(Stored data entries)
□ □ □ □ □ □ □
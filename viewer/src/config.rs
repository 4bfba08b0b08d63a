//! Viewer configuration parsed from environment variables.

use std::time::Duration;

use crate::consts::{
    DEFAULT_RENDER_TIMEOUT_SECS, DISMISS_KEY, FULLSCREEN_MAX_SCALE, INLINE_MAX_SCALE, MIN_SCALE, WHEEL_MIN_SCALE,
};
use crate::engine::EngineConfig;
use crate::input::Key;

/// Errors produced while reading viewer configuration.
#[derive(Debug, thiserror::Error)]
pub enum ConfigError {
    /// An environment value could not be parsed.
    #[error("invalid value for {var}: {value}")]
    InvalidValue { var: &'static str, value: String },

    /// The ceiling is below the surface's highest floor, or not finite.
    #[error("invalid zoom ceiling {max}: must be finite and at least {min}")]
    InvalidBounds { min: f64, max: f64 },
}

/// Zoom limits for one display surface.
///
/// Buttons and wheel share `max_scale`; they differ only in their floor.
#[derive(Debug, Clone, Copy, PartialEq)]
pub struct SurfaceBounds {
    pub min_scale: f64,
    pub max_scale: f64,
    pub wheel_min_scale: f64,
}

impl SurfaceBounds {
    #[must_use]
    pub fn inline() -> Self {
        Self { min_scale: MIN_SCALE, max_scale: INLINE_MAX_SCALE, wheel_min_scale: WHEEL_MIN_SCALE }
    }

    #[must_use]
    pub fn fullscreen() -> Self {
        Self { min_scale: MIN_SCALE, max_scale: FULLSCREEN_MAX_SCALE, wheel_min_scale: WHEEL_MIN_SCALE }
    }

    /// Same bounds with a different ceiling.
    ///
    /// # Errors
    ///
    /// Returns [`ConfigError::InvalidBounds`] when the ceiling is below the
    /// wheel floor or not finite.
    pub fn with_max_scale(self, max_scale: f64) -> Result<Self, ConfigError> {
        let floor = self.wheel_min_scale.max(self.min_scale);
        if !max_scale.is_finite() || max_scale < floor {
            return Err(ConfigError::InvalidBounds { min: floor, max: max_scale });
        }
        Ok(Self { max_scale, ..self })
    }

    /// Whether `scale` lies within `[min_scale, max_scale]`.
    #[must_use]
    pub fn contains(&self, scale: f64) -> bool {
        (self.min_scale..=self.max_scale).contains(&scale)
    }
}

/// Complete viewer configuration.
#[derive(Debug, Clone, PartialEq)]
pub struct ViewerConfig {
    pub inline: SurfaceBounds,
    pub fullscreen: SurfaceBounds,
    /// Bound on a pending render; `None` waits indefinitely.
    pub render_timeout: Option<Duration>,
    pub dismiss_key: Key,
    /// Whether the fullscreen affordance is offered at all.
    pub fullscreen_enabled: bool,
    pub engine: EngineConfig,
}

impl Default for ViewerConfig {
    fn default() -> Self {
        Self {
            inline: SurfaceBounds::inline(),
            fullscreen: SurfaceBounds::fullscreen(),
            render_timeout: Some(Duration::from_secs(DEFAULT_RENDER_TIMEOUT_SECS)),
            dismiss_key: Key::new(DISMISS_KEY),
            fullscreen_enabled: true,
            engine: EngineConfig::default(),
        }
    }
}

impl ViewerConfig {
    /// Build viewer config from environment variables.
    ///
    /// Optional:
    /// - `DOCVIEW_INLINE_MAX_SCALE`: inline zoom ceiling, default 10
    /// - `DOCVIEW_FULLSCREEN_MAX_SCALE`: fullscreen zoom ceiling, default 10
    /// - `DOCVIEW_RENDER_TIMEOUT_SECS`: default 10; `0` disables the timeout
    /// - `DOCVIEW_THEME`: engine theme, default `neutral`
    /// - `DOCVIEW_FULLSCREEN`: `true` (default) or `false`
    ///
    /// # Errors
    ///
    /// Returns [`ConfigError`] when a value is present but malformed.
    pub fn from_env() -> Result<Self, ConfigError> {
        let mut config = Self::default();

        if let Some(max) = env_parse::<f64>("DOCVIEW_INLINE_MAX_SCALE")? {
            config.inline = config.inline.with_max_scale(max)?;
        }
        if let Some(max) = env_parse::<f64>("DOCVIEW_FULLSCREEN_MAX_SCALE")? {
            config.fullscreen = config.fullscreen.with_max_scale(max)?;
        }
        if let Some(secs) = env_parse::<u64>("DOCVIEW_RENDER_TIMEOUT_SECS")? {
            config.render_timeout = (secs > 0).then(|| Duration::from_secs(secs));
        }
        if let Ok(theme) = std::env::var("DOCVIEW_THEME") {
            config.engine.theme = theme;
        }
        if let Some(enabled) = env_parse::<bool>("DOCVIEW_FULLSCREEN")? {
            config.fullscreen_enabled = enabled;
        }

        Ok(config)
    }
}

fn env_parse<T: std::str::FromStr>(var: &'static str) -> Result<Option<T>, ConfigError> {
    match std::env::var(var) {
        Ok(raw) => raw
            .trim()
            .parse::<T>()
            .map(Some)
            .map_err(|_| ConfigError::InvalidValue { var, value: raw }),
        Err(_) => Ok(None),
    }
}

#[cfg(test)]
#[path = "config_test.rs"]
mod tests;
□ □ □ □ □ □ □
*DESCRIPTION OF THE TASK*
Nothing may be omitted. Restate all of the entries exactly.

*TASK SOLUTION*
filename viewer/src/config.rs
repository 4bfba08b0b08d63a
//! Viewer configuration parsed from environment variables.

use std::time::Duration;

use crate::consts::{
    DEFAULT_RENDER_TIMEOUT_SECS, DISMISS_KEY, FULLSCREEN_MAX_SCALE, INLINE_MAX_SCALE, MIN_SCALE, WHEEL_MIN_SCALE,
};
use crate::engine::EngineConfig;
use crate::input::Key;

/// Errors produced while reading viewer configuration.
#[derive(Debug, thiserror::Error)]
pub enum ConfigError {
    /// An environment value could not be parsed.
    #[error("invalid value for {var}: {value}")]
    InvalidValue { var: &'static str, value: String },

    /// The ceiling is below the surface's highest floor, or not finite.
    #[error("invalid zoom ceiling {max}: must be finite and at least {min}")]
    InvalidBounds { min: f64, max: f64 },
}

/// Zoom limits for one display surface.
///
/// Buttons and wheel share `max_scale`; they differ only in their floor.
#[derive(Debug, Clone, Copy, PartialEq)]
pub struct SurfaceBounds {
    pub min_scale: f64,
    pub max_scale: f64,
    pub wheel_min_scale: f64,
}

impl SurfaceBounds {
    #[must_use]
    pub fn inline() -> Self {
        Self { min_scale: MIN_SCALE, max_scale: INLINE_MAX_SCALE, wheel_min_scale: WHEEL_MIN_SCALE }
    }

    #[must_use]
    pub fn fullscreen() -> Self {
        Self { min_scale: MIN_SCALE, max_scale: FULLSCREEN_MAX_SCALE, wheel_min_scale: WHEEL_MIN_SCALE }
    }

    /// Same bounds with a different ceiling.
    ///
    /// # Errors
    ///
    /// Returns [`ConfigError::InvalidBounds`] when the ceiling is below the
    /// wheel floor or not finite.
    pub fn with_max_scale(self, max_scale: f64) -> Result<Self, ConfigError> {
        let floor = self.wheel_min_scale.max(self.min_scale);
        if !max_scale.is_finite() || max_scale < floor {
            return Err(ConfigError::InvalidBounds { min: floor, max: max_scale });
        }
        Ok(Self { max_scale, ..self })
    }

    /// Whether `scale` lies within `[min_scale, max_scale]`.
    #[must_use]
    pub fn contains(&self, scale: f64) -> bool {
        (self.min_scale..=self.max_scale).contains(&scale)
    }
}

/// Complete viewer configuration.
#[derive(Debug, Clone, PartialEq)]
pub struct ViewerConfig {
    pub inline: SurfaceBounds,
    pub fullscreen: SurfaceBounds,
    /// Bound on a pending render; `None` waits indefinitely.
    pub render_timeout: Option<Duration>,
    pub dismiss_key: Key,
    /// Whether the fullscreen affordance is offered at all.
    pub fullscreen_enabled: bool,
    pub engine: EngineConfig,
}

impl Default for ViewerConfig {
    fn default() -> Self {
        Self {
            inline: SurfaceBounds::inline(),
            fullscreen: SurfaceBounds::fullscreen(),
            render_timeout: Some(Duration::from_secs(DEFAULT_RENDER_TIMEOUT_SECS)),
            dismiss_key: Key::new(DISMISS_KEY),
            fullscreen_enabled: true,
            engine: EngineConfig::default(),
        }
    }
}

impl ViewerConfig {
    /// Build viewer config from environment variables.
    ///
    /// Optional:
    /// - `DOCVIEW_INLINE_MAX_SCALE`: inline zoom ceiling, default 10
    /// - `DOCVIEW_FULLSCREEN_MAX_SCALE`: fullscreen zoom ceiling, default 10
    /// - `DOCVIEW_RENDER_TIMEOUT_SECS`: default 10; `0` disables the timeout
    /// - `DOCVIEW_THEME`: engine theme, default `neutral`
    /// - `DOCVIEW_FULLSCREEN`: `true` (default) or `false`
    ///
    /// # Errors
    ///
    /// Returns [`ConfigError`] when a value is present but malformed.
    pub fn from_env() -> Result<Self, ConfigError> {
        let mut config = Self::default();

        if let Some(max) = env_parse::<f64>("DOCVIEW_INLINE_MAX_SCALE")? {
            config.inline = config.inline.with_max_scale(max)?;
        }
        if let Some(max) = env_parse::<f64>("DOCVIEW_FULLSCREEN_MAX_SCALE")? {
            config.fullscreen = config.fullscreen.with_max_scale(max)?;
        }
        if let Some(secs) = env_parse::<u64>("DOCVIEW_RENDER_TIMEOUT_SECS")? {
            config.render_timeout = (secs > 0).then(|| Duration::from_secs(secs));
        }
        if let Ok(theme) = std::env::var("DOCVIEW_THEME") {
            config.engine.theme = theme;
        }
        if let Some(enabled) = env_parse::<bool>("DOCVIEW_FULLSCREEN")? {
            config.fullscreen_enabled = enabled;
        }

        Ok(config)
    }
}

fn env_parse<T: std::str::FromStr>(var: &'static str) -> Result<Option<T>, ConfigError> {
    match std::env::var(var) {
        Ok(raw) => raw
            .trim()
            .parse::<T>()
            .map(Some)
            .map_err(|_| ConfigError::InvalidValue { var, value: raw }),
        Err(_) => Ok(None),
    }
}

#[cfg(test)]
#[path = "config_test.rs"]
mod tests;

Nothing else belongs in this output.